Les quelques études déjà produites sur le sujet établissent que c'est un problème qui s'amplifie et qui touche une population de plus en plus jeune. Les femmes sont plus touchées que les hommes par le phénomène. En Egypte par exemple, selon une étude du Centre national de nutrition réalisée en 2002, 48,5 % des Égyptiennes et 16,7 % des Égyptiens âgés de plus de 20 ans sont obèses. Au Caire, une femme sur deux et un homme sur cinq de plus de 20 ans sont concernés par le problème, ce qui vaut à l'Egypte de figurer parmi les 20 pays du monde les plus touchés par cette maladie. Au Maroc selon les chiffres du Haut Commissariat au Plan publiés en juin 2011 sur la population adulte de 20 ans et plus, 33,7% sont affectés par la pré-obésité. Au total, 10,3 millions de marocains adultes, dont 63,1% de femmes sont en situation d'obésité ou de pré- obésité.

En Tunisie, l'obésité représente un problème de santé puisque une femme sur trois de 35 à 70 ans est considérée comme obèse. En Algérie, une étude du surpoids, de l'obésité et des facteurs associés au surpoids chez les élèves du cycle moyen scolarisés dans les collèges publics d'EPSP Bouzaréah réalisée en 2011, établit que la prévalence de l'excès pondéral est de 19 %, dont 17% chez les garçons et 22 % chez les filles.

L'amélioration du niveau de vie de la classe moyenne, les nouveaux modes de consommation, la « malbouffe » à cause du manque de moyens pour certaines catégories sociales, une tendance à la diminution de l'activité physique, etc. sont quelques unes des raisons qui sont à l'origine de la recrudescence de ce phénomène.

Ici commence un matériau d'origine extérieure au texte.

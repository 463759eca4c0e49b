//! Command execution
//!
//! Turns a parsed `Command` into at most one `ReminderStore` mutation and a
//! reply line for display.
//!
//! - **Version**: 1.0.0
//! - **Since**: 0.5.0

use log::{debug, warn};

use super::parser::{self, Command};
use crate::features::reminders::{Reminder, ReminderStore};

pub const REPLY_NO_REMINDERS: &str = "No active reminders.";
pub const REPLY_DELETED: &str = "Deleted.";
pub const REPLY_NOT_FOUND: &str = "Not found.";
pub const REPLY_NOT_UNDERSTOOD: &str = "Command not understood.";

/// Executes utterances against the shared reminder store
#[derive(Clone)]
pub struct CommandHandler {
    store: ReminderStore,
    wake_word: String,
}

impl CommandHandler {
    pub fn new(store: ReminderStore, wake_word: impl Into<String>) -> Self {
        Self {
            store,
            wake_word: wake_word.into(),
        }
    }

    pub fn wake_word(&self) -> &str {
        &self.wake_word
    }

    /// Handle one raw utterance. Blank input produces no reply.
    pub async fn handle(&self, raw: &str) -> Option<String> {
        if raw.trim().is_empty() {
            return None;
        }

        let Some(command) = parser::parse(raw, &self.wake_word) else {
            debug!("Rejected utterance without wake word: {raw}");
            return Some(self.wake_word_prompt());
        };

        debug!("Parsed {command:?}");
        Some(self.execute(command).await)
    }

    /// Run a parsed command and produce its reply
    pub async fn execute(&self, command: Command) -> String {
        match command {
            Command::Schedule { minutes, message } => {
                match self.store.add(minutes, &message).await {
                    Ok(_) => format!(
                        "Reminder saved: in {minutes} min. It fires while the standby service is running."
                    ),
                    Err(e) => {
                        warn!("Failed to save reminder: {e:#}");
                        format!("Could not save reminders: {e}")
                    }
                }
            }
            Command::List => {
                let active = self.store.list_active().await;
                format_active(&active, self.store.clock().now_secs())
            }
            Command::Delete { index } => match self.store.delete_by_index(index).await {
                Ok(true) => REPLY_DELETED.to_string(),
                Ok(false) => REPLY_NOT_FOUND.to_string(),
                Err(e) => {
                    warn!("Failed to delete reminder #{index}: {e:#}");
                    format!("Could not save reminders: {e}")
                }
            },
            Command::Help => self.help_text(),
            Command::Unknown => REPLY_NOT_UNDERSTOOD.to_string(),
        }
    }

    pub fn wake_word_prompt(&self) -> String {
        format!("Command must start with \"{} ...\"", self.wake_word)
    }

    pub fn help_text(&self) -> String {
        let wake = &self.wake_word;
        format!(
            "Commands:\n- {wake} remind in 30 minutes: ...\n- {wake} show reminders\n- {wake} delete reminder 2"
        )
    }
}

/// Numbered list of active reminders with whole minutes left
pub fn format_active(reminders: &[Reminder], now: i64) -> String {
    if reminders.is_empty() {
        return REPLY_NO_REMINDERS.to_string();
    }

    let lines: Vec<String> = reminders
        .iter()
        .enumerate()
        .map(|(i, r)| format!("{}. in ~{} min: {}", i + 1, r.minutes_left(now), r.text))
        .collect();
    format!("Reminders:\n{}", lines.join("\n"))
}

Un autre défi auquel les pays de la région sont de plus en plus confrontés est celui relatif à l'augmentation d'un certain nombre de maladies liées au vieillissement de la population tels que le cancer, l'hypertension artérielle et le diabète. Cette situation est de nature à exercer un pression supplémentaire sur les caisses de protection sociale.

L'incontournable nécessité de reformer

Faire face à ces nouveaux défis, y compris ceux liés aux inégalités en santé nécessite que les systèmes de santé développent une vision et une stratégie claires, de même qu'il faudra introduire des réformes afin de mettre en place des politiques de financement de la santé plus équitables et de réaliser la couverture universelle. Par ailleurs, le potentiel que le secteur privé représente en tant que soutien aux systèmes de santé publique devrait être mieux exploité.

Ces réformes requièrent aussi que les responsables de la région se penchent également sur la question relative aux infrastructures et aux ressources humaines dans les secteurs de la santé (accessibilité et proximité des soins, diversification et adaptation des spécialités aux nouveaux besoins, création d'emplois dans le secteur médical et paramédical, etc.).

C'est là le seul moyen de renforcer l'efficacité des politiques de santé en Afrique du Nord, et de donner tout son sens au développement inclusif et à visage humain dans la région qui se prépare à prendre le tournant décisif de l'après 2015.